◆ What you are asked to do:
What lines of the data hold the string "testing"? Pull each one out.

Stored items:
use crate::{LoopId, Watcher};

/// The single error type for all evwatch operations.
///
/// Every variant reports caller misuse of a watcher handle or of a torn-down
/// registry. Running out of memory while registering is not represented: the
/// allocation failure aborts the process and leaves nothing to unwind.
#[derive(Debug, Clone, PartialEq, Eq, thiserror::Error)]
pub enum Error {
    #[error("Watcher {0} was already released")]
    StaleWatcher(Watcher),

    #[error("Watcher {watcher} belongs to loop {}, not {registry}", .watcher.owning_loop())]
    ForeignWatcher { watcher: Watcher, registry: LoopId },

    #[error("The watcher registry has been torn down")]
    TornDown,
}

impl Error {
    /// Returns the watcher handle this error is about, if any.
    pub fn watcher(&self) -> Option<Watcher> {
        match self {
            Error::StaleWatcher(w) => Some(*w),
            Error::ForeignWatcher { watcher, .. } => Some(*watcher),
            Error::TornDown => None,
        }
    }
}
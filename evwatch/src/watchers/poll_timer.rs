use std::{
    cell::RefCell,
    fmt,
    rc::Rc,
    time::{Duration, Instant},
};

use crate::{Result, Watcher, WatcherRegistry};

/// One poll measurement: what the loop asked for versus what it got.
#[derive(Debug, Clone, Copy, PartialEq, Eq)]
pub struct PollSample {
    /// Timeout passed to the poll, `None` if it could block indefinitely.
    pub expected: Option<Duration>,
    /// Time between the prepare and check timestamps of the iteration.
    pub actual: Duration,
}

impl PollSample {
    /// How much longer than requested the poll blocked, if it did.
    pub fn overshoot(&self) -> Option<Duration> {
        let expected = self.expected?;
        self.actual
            .checked_sub(expected)
            .filter(|over| !over.is_zero())
    }
}

/// Watcher pair measuring actual poll duration against the requested timeout.
///
/// The prepare watcher stores the iteration's timestamp and timeout; the check
/// watcher turns them into a [`PollSample`]. Clone the timer to keep a query
/// handle after attaching it.
///
/// ```rust
/// use std::time::{Duration, Instant};
/// use evwatch::{LoopHooks, WatcherRegistry, watchers::PollTimer};
///
/// let mut registry = WatcherRegistry::default();
/// let timer = PollTimer::new();
/// timer.attach(&mut registry)?;
///
/// let start = Instant::now();
/// registry.run_prepare_phase(start, Some(Duration::from_millis(10)));
/// registry.run_check_phase(start + Duration::from_millis(12));
///
/// let sample = timer.last().unwrap();
/// assert_eq!(sample.actual, Duration::from_millis(12));
/// assert_eq!(sample.overshoot(), Some(Duration::from_millis(2)));
/// # Ok::<(), evwatch::Error>(())
/// ```
#[derive(Clone, Default)]
pub struct PollTimer {
    inner: Rc<RefCell<PollTimerInner>>,
}

#[derive(Default)]
struct PollTimerInner {
    pending: Option<(Instant, Option<Duration>)>,
    last: Option<PollSample>,
    samples: usize,
    overshoots: usize,
    total_blocked: Duration,
    tolerance: Duration,
}

impl PollTimer {
    /// Create a timer with no tolerance for overshoot.
    pub fn new() -> Self {
        Self::default()
    }

    /// Ignore overshoots up to `tolerance` when counting them.
    pub fn with_tolerance(self, tolerance: Duration) -> Self {
        self.inner.borrow_mut().tolerance = tolerance;
        self
    }

    /// Register the timer's watchers and return `[prepare, check]` handles.
    ///
    /// # Errors
    ///
    /// Returns [`Error::TornDown`](crate::Error::TornDown) if the registry has
    /// been torn down.
    pub fn attach(&self, registry: &mut WatcherRegistry) -> Result<[Watcher; 2]> {
        let inner = self.inner.clone();
        let prepare = registry.add_prepare(move |_, ctx| {
            inner.borrow_mut().pending = Some((ctx.now(), ctx.timeout()));
        })?;

        let inner = self.inner.clone();
        let check = registry.add_check(move |_, ctx| {
            inner.borrow_mut().record(ctx.now());
        })?;

        Ok([prepare, check])
    }

    /// The most recent sample.
    pub fn last(&self) -> Option<PollSample> {
        self.inner.borrow().last
    }

    /// Number of completed prepare/check measurements.
    pub fn samples(&self) -> usize {
        self.inner.borrow().samples
    }

    /// Number of samples that blocked longer than requested (beyond tolerance).
    pub fn overshoots(&self) -> usize {
        self.inner.borrow().overshoots
    }

    /// Total time spent blocked across all samples.
    pub fn total_blocked(&self) -> Duration {
        self.inner.borrow().total_blocked
    }

    /// Forget all samples. The tolerance is kept.
    pub fn reset(&self) {
        let mut inner = self.inner.borrow_mut();
        let tolerance = inner.tolerance;
        *inner = PollTimerInner {
            tolerance,
            ..PollTimerInner::default()
        };
    }
}

impl PollTimerInner {
    fn record(&mut self, now: Instant) {
        // Check watcher added mid-iteration: no prepare sample to compare with.
        let Some((started, expected)) = self.pending.take() else {
            return;
        };
        let sample = PollSample {
            expected,
            actual: now.saturating_duration_since(started),
        };
        if sample.overshoot().is_some_and(|over| over > self.tolerance) {
            self.overshoots += 1;
            tracing::debug!(
                expected = ?sample.expected,
                actual = ?sample.actual,
                "poll overshot its timeout"
            );
        }
        self.samples += 1;
        self.total_blocked += sample.actual;
        self.last = Some(sample);
    }
}

impl fmt::Debug for PollTimer {
    fn fmt(&self, f: &mut fmt::Formatter<'_>) -> fmt::Result {
        let inner = self.inner.borrow();
        f.debug_struct("PollTimer")
            .field("samples", &inner.samples)
            .field("overshoots", &inner.overshoots)
            .field("total_blocked", &inner.total_blocked)
            .field("last", &inner.last)
            .finish()
    }
}

#[cfg(test)]
mod tests {
    use super::*;
    use crate::LoopHooks;

    fn iterate(
        registry: &mut WatcherRegistry,
        at: Instant,
        timeout: Option<Duration>,
        blocked: Duration,
    ) {
        registry.run_prepare_phase(at, timeout);
        registry.run_check_phase(at + blocked);
    }

    #[test]
    fn test_measures_blocked_time() {
        let mut registry = WatcherRegistry::default();
        let timer = PollTimer::new();
        timer.attach(&mut registry).unwrap();

        let start = Instant::now();
        let second = start + Duration::from_secs(1);
        iterate(&mut registry, start, Some(Duration::from_secs(1)), Duration::from_millis(400));
        iterate(&mut registry, second, None, Duration::from_secs(3));

        assert_eq!(timer.samples(), 2);
        assert_eq!(timer.overshoots(), 0);
        assert_eq!(timer.total_blocked(), Duration::from_millis(3400));
        assert_eq!(
            timer.last(),
            Some(PollSample {
                expected: None,
                actual: Duration::from_secs(3),
            })
        );
    }

    #[test]
    fn test_counts_overshoots_beyond_tolerance() {
        let mut registry = WatcherRegistry::default();
        let timer = PollTimer::new().with_tolerance(Duration::from_millis(5));
        timer.attach(&mut registry).unwrap();

        let start = Instant::now();
        let timeout = Some(Duration::from_millis(100));
        iterate(&mut registry, start, timeout, Duration::from_millis(103));
        iterate(&mut registry, start, timeout, Duration::from_millis(120));

        assert_eq!(timer.samples(), 2);
        assert_eq!(timer.overshoots(), 1);
        assert_eq!(
            timer.last().and_then(|s| s.overshoot()),
            Some(Duration::from_millis(20))
        );
    }

    #[test]
    fn test_check_without_prepare_is_ignored() {
        let mut registry = WatcherRegistry::default();
        let timer = PollTimer::new();
        timer.attach(&mut registry).unwrap();

        registry.run_check_phase(Instant::now());
        assert_eq!(timer.samples(), 0);
        assert!(timer.last().is_none());
    }

    #[test]
    fn test_reset_keeps_tolerance() {
        let mut registry = WatcherRegistry::default();
        let timer = PollTimer::new().with_tolerance(Duration::from_millis(50));
        timer.attach(&mut registry).unwrap();

        let start = Instant::now();
        iterate(&mut registry, start, Some(Duration::ZERO), Duration::from_millis(10));
        timer.reset();
        assert_eq!(timer.samples(), 0);

        iterate(&mut registry, start, Some(Duration::ZERO), Duration::from_millis(10));
        assert_eq!(timer.overshoots(), 0);
        assert_eq!(timer.samples(), 1);
    }

    #[test]
    fn test_released_timer_stops_sampling() {
        let mut registry = WatcherRegistry::default();
        let timer = PollTimer::new();
        let [prepare, check] = timer.attach(&mut registry).unwrap();
        registry.release(prepare).unwrap();
        registry.release(check).unwrap();

        iterate(&mut registry, Instant::now(), None, Duration::from_millis(1));
        assert_eq!(timer.samples(), 0);
    }

    #[test]
    fn test_attach_after_teardown_fails() {
        let mut registry = WatcherRegistry::default();
        registry.teardown();
        assert_eq!(PollTimer::new().attach(&mut registry), Err(crate::Error::TornDown));
        assert!(registry.is_empty());
    }
}
use std::{cell::RefCell, rc::Rc};

use crate::{InvocationContext, Phase, WatcherScope, testing::Invocation};

/// Shared log of watcher invocations.
///
/// Hand out callbacks with [`callback`](Self::callback), run some passes, then
/// query the log. Clones share the same log.
///
/// ```rust
/// use evwatch::testing::{FakeLoop, Recorder};
///
/// let recorder = Recorder::new();
/// let mut fake = FakeLoop::new();
/// fake.registry_mut().add_prepare(recorder.callback("A"))?;
/// fake.registry_mut().add_check(recorder.callback("B"))?;
///
/// fake.iterate(std::time::Duration::from_millis(5));
/// assert_eq!(recorder.labels(), ["A", "B"]);
/// # Ok::<(), evwatch::Error>(())
/// ```
#[derive(Debug, Clone, Default)]
pub struct Recorder {
    entries: Rc<RefCell<Vec<Invocation>>>,
}

impl Recorder {
    pub fn new() -> Self {
        Self::default()
    }

    /// A watcher callback that appends an [`Invocation`] tagged with `label`.
    pub fn callback(
        &self,
        label: &'static str,
    ) -> impl FnMut(&mut WatcherScope<'_>, &InvocationContext) + 'static {
        let entries = self.entries.clone();
        move |scope: &mut WatcherScope<'_>, ctx: &InvocationContext| {
            entries.borrow_mut().push(Invocation {
                label,
                watcher: scope.watcher(),
                phase: ctx.phase(),
                now: ctx.now(),
                timeout: ctx.timeout(),
            });
        }
    }

    /// All recorded invocations, oldest first.
    pub fn entries(&self) -> Vec<Invocation> {
        self.entries.borrow().clone()
    }

    /// Labels of all recorded invocations, oldest first.
    pub fn labels(&self) -> Vec<&'static str> {
        self.entries.borrow().iter().map(|e| e.label).collect()
    }

    /// Labels of the invocations recorded during `phase` passes.
    pub fn labels_in(&self, phase: Phase) -> Vec<&'static str> {
        self.entries
            .borrow()
            .iter()
            .filter(|e| e.phase == phase)
            .map(|e| e.label)
            .collect()
    }

    /// How many times the callback tagged `label` ran.
    pub fn count(&self, label: &str) -> usize {
        self.entries
            .borrow()
            .iter()
            .filter(|e| e.label == label)
            .count()
    }

    /// Returns `true` if `first` ran at least once and every run of `second`
    /// came after the first run of `first`.
    pub fn ran_before(&self, first: &str, second: &str) -> bool {
        let entries = self.entries.borrow();
        let Some(a) = entries.iter().position(|e| e.label == first) else {
            return false;
        };
        entries
            .iter()
            .position(|e| e.label == second)
            .is_none_or(|b| a < b)
    }

    pub fn len(&self) -> usize {
        self.entries.borrow().len()
    }

    pub fn is_empty(&self) -> bool {
        self.entries.borrow().is_empty()
    }

    /// Forget everything recorded so far.
    pub fn clear(&self) {
        self.entries.borrow_mut().clear();
    }
}
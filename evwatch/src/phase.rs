use std::fmt;

/// One of the two hook points of a loop iteration.
///
/// | Phase | When it runs | Context carries a timeout |
/// |-------|--------------|---------------------------|
/// | [`Prepare`](Self::Prepare) | Just before the loop blocks polling for activity | Yes, if timed activity is pending |
/// | [`Check`](Self::Check) | Just after the poll returns, before ready events are dispatched | Never |
///
/// Every prepare pass of an iteration finishes before the check pass of that
/// same iteration begins.
#[derive(Debug, Clone, Copy, PartialEq, Eq, PartialOrd, Ord, Hash)]
#[cfg_attr(feature = "serde", derive(serde::Serialize, serde::Deserialize))]
pub enum Phase {
    /// Pre-poll hook.
    Prepare,

    /// Post-poll, pre-dispatch hook.
    Check,
}

impl Phase {
    /// Both phases, in the order they run within one iteration.
    pub const ALL: [Phase; 2] = [Phase::Prepare, Phase::Check];

    /// Returns `true` if this is the [`Prepare`](Self::Prepare) phase.
    pub fn is_prepare(&self) -> bool {
        matches!(self, Phase::Prepare)
    }

    /// Returns `true` if this is the [`Check`](Self::Check) phase.
    pub fn is_check(&self) -> bool {
        matches!(self, Phase::Check)
    }

    #[inline]
    pub(crate) const fn index(self) -> usize {
        match self {
            Phase::Prepare => 0,
            Phase::Check => 1,
        }
    }
}

impl fmt::Display for Phase {
    fn fmt(&self, f: &mut fmt::Formatter<'_>) -> fmt::Result {
        match self {
            Phase::Prepare => write!(f, "prepare"),
            Phase::Check => write!(f, "check"),
        }
    }
}
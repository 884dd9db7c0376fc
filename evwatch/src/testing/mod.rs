//! Test utilities for driving passes and asserting on watcher invocations.
//!
//! Enable with the `test-harness` feature:
//!
//! ```toml
//! [dev-dependencies]
//! evwatch = { version = "0.1", features = ["test-harness"] }
//! ```
//!
//! # Example
//!
//! ```rust
//! use std::time::Duration;
//! use evwatch::{Phase, testing::{FakeLoop, Recorder}};
//!
//! let recorder = Recorder::new();
//! let mut fake = FakeLoop::new();
//! fake.registry_mut().add_prepare(recorder.callback("A"))?;
//! fake.registry_mut().add_check(recorder.callback("B"))?;
//! fake.registry_mut().add_prepare(recorder.callback("C"))?;
//!
//! fake.set_timeout(Some(Duration::from_millis(50)));
//! fake.iterate(Duration::from_millis(50));
//!
//! assert_eq!(recorder.labels_in(Phase::Prepare), ["A", "C"]);
//! assert_eq!(recorder.labels_in(Phase::Check), ["B"]);
//! assert!(recorder.ran_before("C", "B"));
//! # Ok::<(), evwatch::Error>(())
//! ```
//!
//! # Note
//!
//! [`Recorder`] uses `Rc` internally and is `!Send`, like the registry's
//! callbacks. It is meant for the single thread driving the loop.

mod fake_loop;
mod invocation;
mod recorder;

pub use fake_loop::FakeLoop;
pub use invocation::Invocation;
pub use recorder::Recorder;
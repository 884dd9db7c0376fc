use std::time::{Duration, Instant};

use evwatch::*;

fn main() -> Result {
    let mut registry = WatcherRegistry::default();

    // Runs before every poll, in registration order
    registry.add_prepare(|_scope, ctx| {
        println!("prepare: polling for at most {:?}", ctx.timeout());
    })?;

    // Runs once, then releases itself from inside its own callback
    registry.add_check(|scope, _ctx| {
        println!("check: first wakeup seen by {}", scope.watcher());
        let _ = scope.release_self();
    })?;

    // A stand-in for three iterations of a dispatch loop
    for i in 0..3 {
        println!("-- iteration {i}");
        registry.run_prepare_phase(Instant::now(), Some(Duration::from_millis(10)));
        std::thread::sleep(Duration::from_millis(10));
        registry.run_check_phase(Instant::now());
    }

    // Frees the prepare watcher that was never released explicitly
    registry.teardown();
    Ok(())
}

◆ Answer to the problem:
use crate::{InvocationContext, Phase, WatcherScope, testing::Invocation};
/// use evwatch::testing::{FakeLoop, Recorder};
filename evwatch/src/testing/mod.rs
//! use evwatch::{Phase, testing::{FakeLoop, Recorder}};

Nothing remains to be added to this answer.